**INSTRUCTIONS TO FOLLOW:**
Go through the data line by line. Copy each one holding the string "HwAddress".

-------- EXCERPTED RECORDS --------

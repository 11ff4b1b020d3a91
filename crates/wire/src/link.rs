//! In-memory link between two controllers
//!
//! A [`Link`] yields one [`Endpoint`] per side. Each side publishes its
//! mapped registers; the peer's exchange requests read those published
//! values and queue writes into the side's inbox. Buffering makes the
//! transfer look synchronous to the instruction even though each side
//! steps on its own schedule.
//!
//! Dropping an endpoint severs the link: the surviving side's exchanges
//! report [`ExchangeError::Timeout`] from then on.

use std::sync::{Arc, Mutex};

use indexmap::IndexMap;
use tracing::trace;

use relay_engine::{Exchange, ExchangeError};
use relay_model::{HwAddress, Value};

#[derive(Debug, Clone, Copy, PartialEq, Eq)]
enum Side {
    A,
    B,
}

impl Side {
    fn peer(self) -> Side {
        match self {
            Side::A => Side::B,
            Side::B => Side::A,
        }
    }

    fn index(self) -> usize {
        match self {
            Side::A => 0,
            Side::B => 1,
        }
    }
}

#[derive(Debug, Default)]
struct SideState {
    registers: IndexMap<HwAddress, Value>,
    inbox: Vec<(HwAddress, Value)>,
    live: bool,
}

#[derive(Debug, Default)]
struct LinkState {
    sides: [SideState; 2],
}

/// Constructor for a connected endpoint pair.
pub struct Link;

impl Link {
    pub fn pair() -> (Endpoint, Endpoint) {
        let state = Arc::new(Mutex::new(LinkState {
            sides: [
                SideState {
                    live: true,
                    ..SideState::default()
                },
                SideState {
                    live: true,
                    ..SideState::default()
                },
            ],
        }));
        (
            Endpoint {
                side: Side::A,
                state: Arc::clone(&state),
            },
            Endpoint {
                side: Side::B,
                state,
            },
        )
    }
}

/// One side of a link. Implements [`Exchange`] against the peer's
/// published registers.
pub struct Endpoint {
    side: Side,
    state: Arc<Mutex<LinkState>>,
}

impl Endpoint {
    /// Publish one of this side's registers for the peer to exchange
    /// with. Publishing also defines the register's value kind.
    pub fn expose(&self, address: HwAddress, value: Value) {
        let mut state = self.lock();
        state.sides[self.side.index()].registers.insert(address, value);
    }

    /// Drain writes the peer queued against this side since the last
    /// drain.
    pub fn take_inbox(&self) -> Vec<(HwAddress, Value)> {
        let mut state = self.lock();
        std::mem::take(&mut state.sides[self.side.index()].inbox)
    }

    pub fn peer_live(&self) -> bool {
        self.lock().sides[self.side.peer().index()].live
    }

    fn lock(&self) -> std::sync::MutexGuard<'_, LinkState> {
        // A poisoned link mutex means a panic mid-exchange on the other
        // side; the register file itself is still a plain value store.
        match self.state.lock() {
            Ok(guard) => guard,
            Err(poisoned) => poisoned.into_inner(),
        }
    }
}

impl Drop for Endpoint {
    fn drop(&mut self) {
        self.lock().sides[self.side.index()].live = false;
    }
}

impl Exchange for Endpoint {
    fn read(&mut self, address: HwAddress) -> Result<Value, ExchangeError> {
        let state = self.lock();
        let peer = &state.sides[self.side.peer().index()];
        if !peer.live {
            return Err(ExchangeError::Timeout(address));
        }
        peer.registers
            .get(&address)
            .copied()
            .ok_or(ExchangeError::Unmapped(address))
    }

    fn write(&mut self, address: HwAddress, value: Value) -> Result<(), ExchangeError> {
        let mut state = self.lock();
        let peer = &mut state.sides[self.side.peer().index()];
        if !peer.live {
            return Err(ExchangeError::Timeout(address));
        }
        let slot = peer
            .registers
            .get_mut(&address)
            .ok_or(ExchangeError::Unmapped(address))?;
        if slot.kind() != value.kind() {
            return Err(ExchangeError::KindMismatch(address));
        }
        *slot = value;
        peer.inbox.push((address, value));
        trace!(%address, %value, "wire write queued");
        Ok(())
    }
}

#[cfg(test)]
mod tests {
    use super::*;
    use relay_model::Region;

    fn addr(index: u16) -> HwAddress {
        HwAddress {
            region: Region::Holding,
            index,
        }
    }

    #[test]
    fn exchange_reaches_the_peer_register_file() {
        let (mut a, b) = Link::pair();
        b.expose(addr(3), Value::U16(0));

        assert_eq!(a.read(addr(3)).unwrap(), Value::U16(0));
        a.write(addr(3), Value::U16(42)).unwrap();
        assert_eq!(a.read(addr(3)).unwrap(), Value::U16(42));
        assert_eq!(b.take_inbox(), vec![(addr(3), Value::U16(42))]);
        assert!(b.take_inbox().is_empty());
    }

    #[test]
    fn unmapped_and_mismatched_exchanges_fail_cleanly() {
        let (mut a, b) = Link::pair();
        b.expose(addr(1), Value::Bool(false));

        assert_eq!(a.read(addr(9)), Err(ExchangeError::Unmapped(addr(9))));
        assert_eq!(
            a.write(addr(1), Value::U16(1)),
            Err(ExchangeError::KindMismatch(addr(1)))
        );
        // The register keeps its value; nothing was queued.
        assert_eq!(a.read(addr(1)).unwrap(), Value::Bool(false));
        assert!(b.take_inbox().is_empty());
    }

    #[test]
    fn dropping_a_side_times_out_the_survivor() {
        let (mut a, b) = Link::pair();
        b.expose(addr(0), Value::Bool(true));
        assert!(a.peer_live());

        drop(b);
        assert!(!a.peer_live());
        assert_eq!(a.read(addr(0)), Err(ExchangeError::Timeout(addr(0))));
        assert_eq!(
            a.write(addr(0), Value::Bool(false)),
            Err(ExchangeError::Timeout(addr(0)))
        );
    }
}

--------
-------- EXCERPTED RECORDS --------

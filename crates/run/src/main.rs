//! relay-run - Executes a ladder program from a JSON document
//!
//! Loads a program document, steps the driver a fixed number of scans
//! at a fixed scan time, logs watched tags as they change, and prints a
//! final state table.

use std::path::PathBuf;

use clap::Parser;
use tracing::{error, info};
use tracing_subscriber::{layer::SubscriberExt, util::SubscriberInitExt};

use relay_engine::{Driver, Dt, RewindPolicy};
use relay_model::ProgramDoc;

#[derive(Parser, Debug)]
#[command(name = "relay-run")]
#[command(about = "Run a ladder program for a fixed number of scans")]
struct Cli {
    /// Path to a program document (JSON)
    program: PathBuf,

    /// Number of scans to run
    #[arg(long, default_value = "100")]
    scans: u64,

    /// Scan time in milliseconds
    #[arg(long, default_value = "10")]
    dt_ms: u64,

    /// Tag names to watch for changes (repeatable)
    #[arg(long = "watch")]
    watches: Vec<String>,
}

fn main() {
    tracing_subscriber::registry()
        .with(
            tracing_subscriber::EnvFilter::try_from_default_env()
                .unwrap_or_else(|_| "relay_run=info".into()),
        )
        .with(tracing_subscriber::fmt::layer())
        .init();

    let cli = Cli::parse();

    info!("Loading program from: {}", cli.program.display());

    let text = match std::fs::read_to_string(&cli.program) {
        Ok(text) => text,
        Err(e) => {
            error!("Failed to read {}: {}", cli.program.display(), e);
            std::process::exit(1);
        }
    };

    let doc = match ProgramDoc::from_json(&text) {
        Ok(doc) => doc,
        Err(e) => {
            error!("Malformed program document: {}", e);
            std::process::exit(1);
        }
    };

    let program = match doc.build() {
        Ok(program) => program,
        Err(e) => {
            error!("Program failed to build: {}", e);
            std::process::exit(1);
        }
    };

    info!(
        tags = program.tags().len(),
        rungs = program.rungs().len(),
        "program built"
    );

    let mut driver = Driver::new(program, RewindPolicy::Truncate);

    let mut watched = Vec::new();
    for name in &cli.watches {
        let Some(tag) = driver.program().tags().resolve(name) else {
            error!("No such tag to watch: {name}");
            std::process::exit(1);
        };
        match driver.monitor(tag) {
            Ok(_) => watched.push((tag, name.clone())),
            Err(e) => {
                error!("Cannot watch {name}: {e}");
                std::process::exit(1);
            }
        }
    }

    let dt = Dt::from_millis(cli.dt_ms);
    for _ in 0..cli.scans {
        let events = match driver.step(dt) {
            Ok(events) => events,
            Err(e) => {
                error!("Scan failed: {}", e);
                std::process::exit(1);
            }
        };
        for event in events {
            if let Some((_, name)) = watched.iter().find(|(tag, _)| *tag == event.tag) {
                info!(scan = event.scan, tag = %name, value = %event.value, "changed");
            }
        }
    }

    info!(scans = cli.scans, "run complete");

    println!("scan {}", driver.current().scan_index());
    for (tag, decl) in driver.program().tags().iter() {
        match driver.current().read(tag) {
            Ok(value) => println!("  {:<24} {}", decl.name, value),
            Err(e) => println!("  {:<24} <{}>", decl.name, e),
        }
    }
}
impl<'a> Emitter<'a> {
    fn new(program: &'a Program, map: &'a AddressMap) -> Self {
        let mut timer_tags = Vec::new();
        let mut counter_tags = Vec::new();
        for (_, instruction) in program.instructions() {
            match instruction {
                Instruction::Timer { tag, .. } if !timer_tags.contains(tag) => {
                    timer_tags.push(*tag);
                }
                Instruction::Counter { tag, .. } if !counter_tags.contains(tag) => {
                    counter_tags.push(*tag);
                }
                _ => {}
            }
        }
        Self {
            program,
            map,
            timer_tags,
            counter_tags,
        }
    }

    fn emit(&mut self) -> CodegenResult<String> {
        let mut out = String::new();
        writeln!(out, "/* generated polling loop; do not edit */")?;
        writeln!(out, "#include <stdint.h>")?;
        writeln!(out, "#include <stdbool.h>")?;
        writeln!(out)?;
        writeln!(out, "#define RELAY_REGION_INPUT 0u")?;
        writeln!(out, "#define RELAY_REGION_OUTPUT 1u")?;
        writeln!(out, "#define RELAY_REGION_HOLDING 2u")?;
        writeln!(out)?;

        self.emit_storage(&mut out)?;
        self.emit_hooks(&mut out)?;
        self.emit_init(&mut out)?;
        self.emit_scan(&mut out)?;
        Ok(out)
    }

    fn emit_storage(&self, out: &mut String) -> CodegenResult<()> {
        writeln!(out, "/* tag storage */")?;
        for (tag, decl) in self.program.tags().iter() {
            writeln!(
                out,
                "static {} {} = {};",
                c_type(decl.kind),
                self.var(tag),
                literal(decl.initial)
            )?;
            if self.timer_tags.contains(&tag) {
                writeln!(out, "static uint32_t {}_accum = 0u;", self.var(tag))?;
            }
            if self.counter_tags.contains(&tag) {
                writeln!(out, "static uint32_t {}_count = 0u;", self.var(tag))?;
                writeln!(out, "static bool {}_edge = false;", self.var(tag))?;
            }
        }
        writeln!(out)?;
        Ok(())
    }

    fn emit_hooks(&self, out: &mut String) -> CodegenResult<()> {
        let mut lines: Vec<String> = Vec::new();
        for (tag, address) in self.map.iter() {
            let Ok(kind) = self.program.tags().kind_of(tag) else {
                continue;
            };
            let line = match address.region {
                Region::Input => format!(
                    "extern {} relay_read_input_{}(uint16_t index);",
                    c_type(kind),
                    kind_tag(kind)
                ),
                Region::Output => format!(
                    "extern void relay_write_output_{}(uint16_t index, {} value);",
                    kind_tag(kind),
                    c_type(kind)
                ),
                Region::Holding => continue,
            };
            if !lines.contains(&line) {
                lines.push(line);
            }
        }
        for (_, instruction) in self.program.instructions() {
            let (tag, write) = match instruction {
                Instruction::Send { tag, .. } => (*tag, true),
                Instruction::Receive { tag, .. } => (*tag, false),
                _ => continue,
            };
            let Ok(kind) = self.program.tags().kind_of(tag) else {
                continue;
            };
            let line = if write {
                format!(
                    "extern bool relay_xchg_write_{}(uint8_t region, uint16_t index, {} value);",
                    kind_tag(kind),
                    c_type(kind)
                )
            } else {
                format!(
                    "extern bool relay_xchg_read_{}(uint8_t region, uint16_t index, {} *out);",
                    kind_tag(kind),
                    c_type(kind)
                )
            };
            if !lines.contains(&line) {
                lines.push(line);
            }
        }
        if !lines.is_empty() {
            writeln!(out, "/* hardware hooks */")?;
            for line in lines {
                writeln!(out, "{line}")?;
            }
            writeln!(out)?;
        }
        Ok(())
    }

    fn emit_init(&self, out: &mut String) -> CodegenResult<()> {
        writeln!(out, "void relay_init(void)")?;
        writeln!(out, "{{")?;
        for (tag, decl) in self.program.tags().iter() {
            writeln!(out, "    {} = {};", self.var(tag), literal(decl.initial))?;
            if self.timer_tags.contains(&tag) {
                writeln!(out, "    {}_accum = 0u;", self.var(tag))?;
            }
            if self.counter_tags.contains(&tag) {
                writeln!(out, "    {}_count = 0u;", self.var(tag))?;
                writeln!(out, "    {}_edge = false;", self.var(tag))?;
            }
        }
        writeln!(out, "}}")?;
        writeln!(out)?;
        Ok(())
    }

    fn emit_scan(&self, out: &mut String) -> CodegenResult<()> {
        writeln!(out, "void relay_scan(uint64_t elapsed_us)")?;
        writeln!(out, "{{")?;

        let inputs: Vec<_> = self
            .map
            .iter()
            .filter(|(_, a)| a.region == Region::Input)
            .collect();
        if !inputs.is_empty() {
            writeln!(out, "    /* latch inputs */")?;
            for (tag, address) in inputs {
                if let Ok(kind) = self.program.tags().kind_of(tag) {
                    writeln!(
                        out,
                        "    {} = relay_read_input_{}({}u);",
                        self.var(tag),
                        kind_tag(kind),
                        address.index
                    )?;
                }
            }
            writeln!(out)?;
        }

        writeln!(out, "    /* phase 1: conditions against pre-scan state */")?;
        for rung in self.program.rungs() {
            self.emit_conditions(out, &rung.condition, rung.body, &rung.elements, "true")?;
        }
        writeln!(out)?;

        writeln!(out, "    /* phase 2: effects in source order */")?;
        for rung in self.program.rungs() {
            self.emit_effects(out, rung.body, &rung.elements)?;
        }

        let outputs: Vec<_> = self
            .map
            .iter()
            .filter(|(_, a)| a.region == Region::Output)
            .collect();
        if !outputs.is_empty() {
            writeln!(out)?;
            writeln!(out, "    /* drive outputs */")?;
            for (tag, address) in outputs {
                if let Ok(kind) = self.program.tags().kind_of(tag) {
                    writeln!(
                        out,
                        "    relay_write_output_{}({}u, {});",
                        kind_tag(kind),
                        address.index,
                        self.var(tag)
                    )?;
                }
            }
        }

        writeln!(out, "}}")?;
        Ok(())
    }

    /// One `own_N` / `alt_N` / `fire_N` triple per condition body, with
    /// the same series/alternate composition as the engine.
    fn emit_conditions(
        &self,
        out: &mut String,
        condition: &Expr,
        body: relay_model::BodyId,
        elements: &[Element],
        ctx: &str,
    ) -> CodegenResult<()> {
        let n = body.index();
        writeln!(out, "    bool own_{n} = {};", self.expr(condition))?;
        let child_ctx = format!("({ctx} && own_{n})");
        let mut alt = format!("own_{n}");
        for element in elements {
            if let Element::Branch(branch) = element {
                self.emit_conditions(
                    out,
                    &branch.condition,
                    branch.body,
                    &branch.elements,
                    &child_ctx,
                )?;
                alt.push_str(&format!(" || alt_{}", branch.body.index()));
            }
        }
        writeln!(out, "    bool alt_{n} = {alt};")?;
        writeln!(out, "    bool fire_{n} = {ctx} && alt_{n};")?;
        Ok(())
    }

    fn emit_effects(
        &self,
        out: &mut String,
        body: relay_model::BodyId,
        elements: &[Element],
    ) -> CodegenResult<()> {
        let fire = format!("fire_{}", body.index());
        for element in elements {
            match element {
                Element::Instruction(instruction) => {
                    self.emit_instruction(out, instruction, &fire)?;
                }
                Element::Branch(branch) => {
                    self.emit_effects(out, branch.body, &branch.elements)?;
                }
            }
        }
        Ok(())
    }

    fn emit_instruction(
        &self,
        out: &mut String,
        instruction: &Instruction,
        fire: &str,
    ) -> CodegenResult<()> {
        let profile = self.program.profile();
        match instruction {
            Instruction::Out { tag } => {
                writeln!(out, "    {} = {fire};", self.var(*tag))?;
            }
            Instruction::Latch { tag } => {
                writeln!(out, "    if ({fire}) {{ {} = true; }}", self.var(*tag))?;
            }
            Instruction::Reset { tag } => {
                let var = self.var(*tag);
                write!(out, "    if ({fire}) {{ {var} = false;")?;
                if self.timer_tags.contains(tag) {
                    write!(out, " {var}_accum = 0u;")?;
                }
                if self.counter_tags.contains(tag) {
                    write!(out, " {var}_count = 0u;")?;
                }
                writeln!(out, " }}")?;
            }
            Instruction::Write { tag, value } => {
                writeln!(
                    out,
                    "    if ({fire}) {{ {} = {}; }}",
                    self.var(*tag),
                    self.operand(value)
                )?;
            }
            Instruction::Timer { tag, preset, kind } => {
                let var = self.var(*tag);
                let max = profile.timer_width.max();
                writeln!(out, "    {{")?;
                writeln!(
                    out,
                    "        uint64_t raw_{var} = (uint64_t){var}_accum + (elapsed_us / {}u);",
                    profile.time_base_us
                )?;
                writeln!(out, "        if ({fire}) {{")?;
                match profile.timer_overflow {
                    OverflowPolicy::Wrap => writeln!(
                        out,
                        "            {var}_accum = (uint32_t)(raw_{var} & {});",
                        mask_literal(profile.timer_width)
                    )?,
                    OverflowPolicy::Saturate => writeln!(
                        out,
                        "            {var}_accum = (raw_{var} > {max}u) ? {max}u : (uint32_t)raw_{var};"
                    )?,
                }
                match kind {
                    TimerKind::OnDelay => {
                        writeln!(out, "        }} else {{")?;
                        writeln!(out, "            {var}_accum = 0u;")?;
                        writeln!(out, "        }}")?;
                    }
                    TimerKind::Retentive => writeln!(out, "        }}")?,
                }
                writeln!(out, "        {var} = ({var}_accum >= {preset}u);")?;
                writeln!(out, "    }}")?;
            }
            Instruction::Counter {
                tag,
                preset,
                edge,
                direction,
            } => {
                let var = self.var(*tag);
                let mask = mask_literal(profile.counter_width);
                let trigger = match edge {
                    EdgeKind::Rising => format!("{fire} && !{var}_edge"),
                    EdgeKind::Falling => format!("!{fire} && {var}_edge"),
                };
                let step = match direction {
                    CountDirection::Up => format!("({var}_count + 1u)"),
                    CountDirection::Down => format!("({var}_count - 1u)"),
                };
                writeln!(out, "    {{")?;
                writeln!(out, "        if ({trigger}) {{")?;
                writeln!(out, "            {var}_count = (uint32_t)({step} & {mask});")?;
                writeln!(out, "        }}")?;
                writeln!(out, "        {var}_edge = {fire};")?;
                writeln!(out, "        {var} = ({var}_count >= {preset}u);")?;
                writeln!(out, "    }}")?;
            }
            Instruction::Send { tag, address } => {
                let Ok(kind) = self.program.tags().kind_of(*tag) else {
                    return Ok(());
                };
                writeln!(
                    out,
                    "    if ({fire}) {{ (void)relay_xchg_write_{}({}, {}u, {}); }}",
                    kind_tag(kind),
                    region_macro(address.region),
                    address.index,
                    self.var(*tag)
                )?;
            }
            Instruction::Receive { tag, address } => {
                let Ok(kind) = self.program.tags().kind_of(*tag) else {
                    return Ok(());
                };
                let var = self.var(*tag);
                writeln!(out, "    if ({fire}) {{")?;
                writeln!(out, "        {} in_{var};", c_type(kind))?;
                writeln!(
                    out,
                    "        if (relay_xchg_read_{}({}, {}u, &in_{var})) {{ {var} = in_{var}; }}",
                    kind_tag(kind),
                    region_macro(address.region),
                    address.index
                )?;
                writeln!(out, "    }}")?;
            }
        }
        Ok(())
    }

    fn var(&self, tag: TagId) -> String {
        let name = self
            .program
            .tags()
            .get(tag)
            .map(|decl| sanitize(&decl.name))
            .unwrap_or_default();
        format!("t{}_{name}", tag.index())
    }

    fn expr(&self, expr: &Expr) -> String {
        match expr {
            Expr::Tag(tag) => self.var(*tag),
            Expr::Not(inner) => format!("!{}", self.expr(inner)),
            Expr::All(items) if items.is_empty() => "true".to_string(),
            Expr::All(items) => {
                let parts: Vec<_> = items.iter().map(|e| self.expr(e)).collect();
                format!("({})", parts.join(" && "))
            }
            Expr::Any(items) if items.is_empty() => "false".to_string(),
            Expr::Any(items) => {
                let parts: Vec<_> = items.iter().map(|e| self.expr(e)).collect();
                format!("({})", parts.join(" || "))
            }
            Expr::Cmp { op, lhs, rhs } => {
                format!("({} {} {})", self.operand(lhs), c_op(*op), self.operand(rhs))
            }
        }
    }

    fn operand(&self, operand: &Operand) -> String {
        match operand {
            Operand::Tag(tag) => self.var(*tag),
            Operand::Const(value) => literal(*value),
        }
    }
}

--------

**TASK RESULT:**
use relay_model::{HwAddress, Value};
    registers: IndexMap<HwAddress, Value>,
    inbox: Vec<(HwAddress, Value)>,
    pub fn expose(&self, address: HwAddress, value: Value) {
    pub fn take_inbox(&self) -> Vec<(HwAddress, Value)> {
    fn read(&mut self, address: HwAddress) -> Result<Value, ExchangeError> {
    fn write(&mut self, address: HwAddress, value: Value) -> Result<(), ExchangeError> {
    fn addr(index: u16) -> HwAddress {
        HwAddress {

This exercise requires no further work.